First, the only character that was well-developed was the main protagonist. Because the reader only knows Seth is the first hundred-or-so pages, I got to know him well, or at least, better than the other characters. The others were only defined by their appearances and the way that they died.
Additionally, none of the characters were necessarily likable. None of the them had any personality. Sure, they had their core traits and flaws, but there was very minimal character development. For the most part, the characters didn't have any sense of humor, or quirks. They weren't boring, per say, but they weren't intriguing, either.
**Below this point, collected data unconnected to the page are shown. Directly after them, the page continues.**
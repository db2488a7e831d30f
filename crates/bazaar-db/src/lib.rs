//! # bazaar-db: Database Layer for the Bazaar Seller Backend
//!
//! This crate provides database access for the seller backend.
//! It uses PostgreSQL with sqlx for async operations.
//!
//! ## Architecture Position
//! ```text
//! ┌─────────────────────────────────────────────────────────────────────────┐
//! │                        Seller Data Flow                                 │
//! │                                                                         │
//! │  seller-api service (OrderService::transition)                         │
//! │       │                                                                 │
//! │       ▼  Arc<dyn OrderStore>                                            │
//! │  ┌─────────────────────────────────────────────────────────────────┐   │
//! │  │                     bazaar-db (THIS CRATE)                      │   │
//! │  │                                                                 │   │
//! │  │   ┌───────────────┐    ┌───────────────┐    ┌──────────────┐  │   │
//! │  │   │   Database    │    │  Repositories │    │  Migrations  │  │   │
//! │  │   │   (pool.rs)   │    │  (store.rs    │    │  (embedded)  │  │   │
//! │  │   │               │    │   traits)     │    │              │  │   │
//! │  │   │ PgPool        │    │ OrderRepo     │    │ 0001_market  │  │   │
//! │  │   │ statement_    │◄───│ PaymentRepo   │    │  place.sql   │  │   │
//! │  │   │  timeout      │    │ SellerRepo    │    │              │  │   │
//! │  │   └───────────────┘    └───────────────┘    └──────────────┘  │   │
//! │  │                                                                 │   │
//! │  │   MemoryStore (feature "memory") implements the same traits     │   │
//! │  └─────────────────────────────────────────────────────────────────┘   │
//! │       │                                                                 │
//! │       ▼                                                                 │
//! │  ┌─────────────────────────────────────────────────────────────────┐   │
//! │  │                     PostgreSQL                                  │   │
//! │  └─────────────────────────────────────────────────────────────────┘   │
//! └─────────────────────────────────────────────────────────────────────────┘
//! ```
//!
//! ## Module Organization
//!
//! - [`pool`] - Connection pool creation and configuration
//! - [`migrations`] - Embedded database migrations
//! - [`error`] - Database error types
//! - [`store`] - Store traits consumed by the services
//! - [`repository`] - PostgreSQL repository implementations
//!
//! ## Usage
//!
//! ```rust,ignore
//! use bazaar_db::{Database, DbConfig, OrderStore};
//!
//! let db = Database::new(DbConfig::new("postgres://localhost/bazaar")).await?;
//! let order = db.orders().get_by_seller_and_id(seller_id, order_id).await?;
//! ```

// =============================================================================
// Module Declarations
// =============================================================================

pub mod error;
#[cfg(feature = "memory")]
pub mod memory;
pub mod migrations;
pub mod pool;
pub mod repository;
pub mod store;

// =============================================================================
// Re-exports
// =============================================================================

pub use error::{DbError, DbResult};
#[cfg(feature = "memory")]
pub use memory::MemoryStore;
pub use pool::{Database, DbConfig};
pub use store::{OrderStore, PaymentLedger, ProductStore, SellerStore, UserStore};

// Repository re-exports for convenience
pub use repository::order::OrderRepository;
pub use repository::payment::PaymentRepository;
pub use repository::product::ProductRepository;
pub use repository::seller::SellerRepository;
pub use repository::user::UserRepository;
// -- Dashboard & payouts ------------------------------------------------------

#[tokio::test]
async fn pending_payout_excludes_paid_orders() {
    let h = Harness::new();
    let (seller, token) = h.seller("Clay & Co").await;
    let first = h
        .store
        .insert_order(seller.id, OrderStatus::Delivered, 10_000, Utc::now())
        .await;
    let second = h
        .store
        .insert_order(seller.id, OrderStatus::Delivered, 5_000, Utc::now())
        .await;
    h.store
        .insert_payment(first.id, PaymentStatus::Succeeded, 10_000, 500)
        .await;
    h.store
        .insert_payment(second.id, PaymentStatus::Succeeded, 5_000, 250)
        .await;

    let (status, body) = h.get("/seller/dashboard/stats", &token).await;
    assert_eq!(status, StatusCode::OK);
    assert_eq!(body["pending_payout_cents"], 14_250);
    assert_eq!(body["pending_payout_display"], "$142.50");

    h.store
        .insert_payout(seller.id, PayoutStatus::Paid, &[first.id])
        .await;

    let (_, body) = h.get("/seller/dashboard/stats", &token).await;
    assert_eq!(body["pending_payout_cents"], 4_750);
    assert_eq!(body["pending_payout_display"], "$47.50");

    let (status, body) = h.get("/seller/payouts/pending", &token).await;
    assert_eq!(status, StatusCode::OK);
    assert_eq!(body["pending_payout_cents"], 4_750);
    assert_eq!(body["order_ids"], json!([second.id.to_string()]));
}

#[tokio::test]
async fn requested_and_failed_payouts_do_not_claim_orders() {
    let h = Harness::new();
    let (seller, token) = h.seller("Clay & Co").await;
    let order = h
        .store
        .insert_order(seller.id, OrderStatus::Delivered, 2_000, Utc::now())
        .await;
    h.store
        .insert_payment(order.id, PaymentStatus::Succeeded, 2_000, 200)
        .await;
    h.store
        .insert_payout(seller.id, PayoutStatus::Requested, &[order.id])
        .await;
    h.store
        .insert_payout(seller.id, PayoutStatus::Failed, &[order.id])
        .await;

    let (_, body) = h.get("/seller/payouts/pending", &token).await;
    assert_eq!(body["pending_payout_cents"], 1_800);
}

#[tokio::test]
async fn dashboard_stats_roll_up_counters() {
    let h = Harness::new();
    let (seller, token) = h.seller("Clay & Co").await;
    let (other, _) = h.seller("Glass Works").await;

    for status in [
        OrderStatus::Pending,
        OrderStatus::Confirmed,
        OrderStatus::Shipped,
        OrderStatus::Cancelled,
    ] {
        let order = h
            .store
            .insert_order(seller.id, status, 3_000, Utc::now())
            .await;
        let payment = if status == OrderStatus::Cancelled {
            PaymentStatus::Refunded
        } else {
            PaymentStatus::Succeeded
        };
        h.store.insert_payment(order.id, payment, 3_000, 300).await;
    }
    h.store
        .insert_order(other.id, OrderStatus::Pending, 9_999, Utc::now())
        .await;
    h.store.insert_product(seller.id, true).await;
    h.store.insert_product(seller.id, true).await;
    h.store.insert_product(seller.id, false).await;

    let (status, body) = h.get("/seller/dashboard/stats", &token).await;
    assert_eq!(status, StatusCode::OK);
    assert_eq!(body["total_orders"], 4);
    assert_eq!(body["pending_orders"], 2);
    assert_eq!(body["total_revenue_cents"], 9_000);
    assert_eq!(body["total_products"], 3);
    assert_eq!(body["active_products"], 2);
    assert_eq!(body["pending_payout_cents"], 8_100);
    assert_eq!(body["pending_payout_display"], "$81.00");
}

#[tokio::test]
async fn new_seller_dashboard_is_zeroed() {
    let h = Harness::new();
    let (_, token) = h.seller("Clay & Co").await;

    let (status, body) = h.get("/seller/dashboard/stats", &token).await;
    assert_eq!(status, StatusCode::OK);
    assert_eq!(body["total_orders"], 0);
    assert_eq!(body["pending_payout_cents"], 0);
    assert_eq!(body["pending_payout_display"], "$0.00");
}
Patrick Ness' writing was spectacular. His paragraphs were deep, moving, and thought-provoking. Though I didn't particularly enjoy the characters, the way he paced the novel, and the plot twists he incorporated were well-written.
If you enjoy the plot of a novel over the characters, then you will really enjoy this book. However, if you are like me, and find a book more worth reading because of the characters, I can't guarantee that this book will blow you away.